## RAW DATA
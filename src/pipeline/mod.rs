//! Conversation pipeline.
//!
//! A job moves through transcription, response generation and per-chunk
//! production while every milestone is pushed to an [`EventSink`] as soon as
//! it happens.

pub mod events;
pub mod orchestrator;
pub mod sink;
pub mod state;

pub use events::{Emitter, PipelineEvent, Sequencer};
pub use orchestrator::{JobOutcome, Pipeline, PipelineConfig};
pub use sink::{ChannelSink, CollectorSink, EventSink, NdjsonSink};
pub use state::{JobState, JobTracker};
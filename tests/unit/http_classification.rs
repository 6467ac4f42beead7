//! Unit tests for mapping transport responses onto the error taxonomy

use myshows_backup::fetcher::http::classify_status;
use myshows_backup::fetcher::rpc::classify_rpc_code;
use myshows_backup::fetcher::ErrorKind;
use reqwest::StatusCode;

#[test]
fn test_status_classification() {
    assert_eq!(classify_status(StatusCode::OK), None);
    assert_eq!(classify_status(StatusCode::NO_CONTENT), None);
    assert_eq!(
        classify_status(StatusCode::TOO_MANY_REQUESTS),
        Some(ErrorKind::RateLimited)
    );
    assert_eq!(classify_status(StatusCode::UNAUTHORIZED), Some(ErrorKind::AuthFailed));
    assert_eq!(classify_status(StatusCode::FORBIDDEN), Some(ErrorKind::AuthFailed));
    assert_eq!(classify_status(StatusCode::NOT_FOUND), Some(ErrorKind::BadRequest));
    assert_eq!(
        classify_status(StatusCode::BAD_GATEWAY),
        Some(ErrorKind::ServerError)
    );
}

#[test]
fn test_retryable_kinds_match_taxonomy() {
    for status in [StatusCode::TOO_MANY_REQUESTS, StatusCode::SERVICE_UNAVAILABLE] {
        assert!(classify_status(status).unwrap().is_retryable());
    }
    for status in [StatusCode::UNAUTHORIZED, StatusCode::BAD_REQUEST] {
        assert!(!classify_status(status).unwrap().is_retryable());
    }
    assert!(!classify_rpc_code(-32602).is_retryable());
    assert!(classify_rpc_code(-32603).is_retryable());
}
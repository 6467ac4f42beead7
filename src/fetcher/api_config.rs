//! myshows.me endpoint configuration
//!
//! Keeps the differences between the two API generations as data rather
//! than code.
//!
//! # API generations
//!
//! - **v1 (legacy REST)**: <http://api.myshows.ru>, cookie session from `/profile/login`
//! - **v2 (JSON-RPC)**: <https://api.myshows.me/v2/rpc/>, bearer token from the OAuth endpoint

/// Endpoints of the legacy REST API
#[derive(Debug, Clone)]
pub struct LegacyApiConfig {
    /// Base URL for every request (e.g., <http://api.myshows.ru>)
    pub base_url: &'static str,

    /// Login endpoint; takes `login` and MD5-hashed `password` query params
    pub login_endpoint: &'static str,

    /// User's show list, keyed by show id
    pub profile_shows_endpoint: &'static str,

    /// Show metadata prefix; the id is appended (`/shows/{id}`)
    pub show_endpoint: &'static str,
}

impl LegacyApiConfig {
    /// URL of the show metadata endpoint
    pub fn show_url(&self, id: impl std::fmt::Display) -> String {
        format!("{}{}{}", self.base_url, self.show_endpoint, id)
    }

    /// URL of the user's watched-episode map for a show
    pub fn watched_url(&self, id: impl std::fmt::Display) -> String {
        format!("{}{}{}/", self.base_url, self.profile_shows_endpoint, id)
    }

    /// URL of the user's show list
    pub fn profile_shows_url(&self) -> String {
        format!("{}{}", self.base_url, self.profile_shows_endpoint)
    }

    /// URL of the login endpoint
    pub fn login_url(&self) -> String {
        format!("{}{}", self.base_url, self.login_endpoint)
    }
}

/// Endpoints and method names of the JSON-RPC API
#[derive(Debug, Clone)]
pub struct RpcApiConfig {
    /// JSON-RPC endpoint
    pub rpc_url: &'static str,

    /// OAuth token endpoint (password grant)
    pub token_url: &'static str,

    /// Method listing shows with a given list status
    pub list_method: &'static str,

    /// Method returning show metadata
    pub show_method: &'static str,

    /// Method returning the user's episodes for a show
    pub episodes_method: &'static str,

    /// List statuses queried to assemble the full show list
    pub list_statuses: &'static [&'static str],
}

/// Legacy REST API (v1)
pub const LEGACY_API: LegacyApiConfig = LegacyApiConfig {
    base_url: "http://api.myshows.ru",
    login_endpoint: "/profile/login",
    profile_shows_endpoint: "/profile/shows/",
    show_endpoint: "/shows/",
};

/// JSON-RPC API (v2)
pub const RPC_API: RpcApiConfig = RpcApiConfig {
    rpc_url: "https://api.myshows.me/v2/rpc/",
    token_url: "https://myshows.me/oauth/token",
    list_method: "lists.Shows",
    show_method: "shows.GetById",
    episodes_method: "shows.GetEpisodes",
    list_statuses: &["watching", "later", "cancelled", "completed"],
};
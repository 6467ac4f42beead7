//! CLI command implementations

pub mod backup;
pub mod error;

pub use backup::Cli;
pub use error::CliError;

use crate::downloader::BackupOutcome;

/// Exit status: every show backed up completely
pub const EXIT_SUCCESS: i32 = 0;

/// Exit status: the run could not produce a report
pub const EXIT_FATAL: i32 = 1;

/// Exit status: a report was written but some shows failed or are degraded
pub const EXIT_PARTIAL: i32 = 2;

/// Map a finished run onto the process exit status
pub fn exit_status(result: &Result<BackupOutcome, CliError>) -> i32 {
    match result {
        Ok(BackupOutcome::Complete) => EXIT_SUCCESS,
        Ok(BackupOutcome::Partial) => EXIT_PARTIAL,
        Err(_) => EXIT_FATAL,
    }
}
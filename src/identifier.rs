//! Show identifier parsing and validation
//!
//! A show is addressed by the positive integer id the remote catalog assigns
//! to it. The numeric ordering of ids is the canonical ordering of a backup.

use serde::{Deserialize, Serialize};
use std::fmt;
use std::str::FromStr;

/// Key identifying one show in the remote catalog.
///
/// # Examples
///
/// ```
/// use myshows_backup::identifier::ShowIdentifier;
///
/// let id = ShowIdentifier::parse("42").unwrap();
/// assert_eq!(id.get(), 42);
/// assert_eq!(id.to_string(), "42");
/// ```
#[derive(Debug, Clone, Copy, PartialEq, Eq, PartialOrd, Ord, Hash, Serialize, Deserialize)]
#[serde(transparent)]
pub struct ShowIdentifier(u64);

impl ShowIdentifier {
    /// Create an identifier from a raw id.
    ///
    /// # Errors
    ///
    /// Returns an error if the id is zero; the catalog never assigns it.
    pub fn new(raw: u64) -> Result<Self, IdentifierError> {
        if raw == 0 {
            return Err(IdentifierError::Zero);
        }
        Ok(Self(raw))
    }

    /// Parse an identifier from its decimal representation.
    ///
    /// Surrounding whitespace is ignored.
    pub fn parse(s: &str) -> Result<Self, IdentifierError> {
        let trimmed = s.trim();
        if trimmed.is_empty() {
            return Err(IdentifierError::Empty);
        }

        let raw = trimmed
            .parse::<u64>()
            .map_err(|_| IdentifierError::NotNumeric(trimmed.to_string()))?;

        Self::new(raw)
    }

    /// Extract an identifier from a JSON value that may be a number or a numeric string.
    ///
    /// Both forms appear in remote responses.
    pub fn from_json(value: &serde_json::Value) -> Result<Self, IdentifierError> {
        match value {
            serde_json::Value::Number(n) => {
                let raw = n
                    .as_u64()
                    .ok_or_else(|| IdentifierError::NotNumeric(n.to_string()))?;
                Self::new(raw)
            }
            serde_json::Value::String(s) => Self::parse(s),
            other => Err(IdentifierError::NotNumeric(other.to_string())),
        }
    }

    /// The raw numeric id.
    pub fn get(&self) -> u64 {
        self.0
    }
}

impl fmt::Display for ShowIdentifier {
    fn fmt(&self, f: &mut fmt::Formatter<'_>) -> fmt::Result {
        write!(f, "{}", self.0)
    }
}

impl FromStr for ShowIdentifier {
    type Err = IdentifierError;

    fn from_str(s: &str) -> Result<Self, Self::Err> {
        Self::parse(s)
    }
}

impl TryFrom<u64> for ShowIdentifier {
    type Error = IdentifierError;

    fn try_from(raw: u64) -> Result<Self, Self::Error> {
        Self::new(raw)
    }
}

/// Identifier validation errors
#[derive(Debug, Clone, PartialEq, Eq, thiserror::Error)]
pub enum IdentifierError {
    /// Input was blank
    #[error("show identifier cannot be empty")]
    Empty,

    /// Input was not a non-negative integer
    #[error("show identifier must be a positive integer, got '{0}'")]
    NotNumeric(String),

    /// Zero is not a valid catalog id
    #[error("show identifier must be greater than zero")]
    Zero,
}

## TASK ITEM
Your answer must be one number: how many lines of the entries hold the string "onto".

## EXPECTED ANSWER
2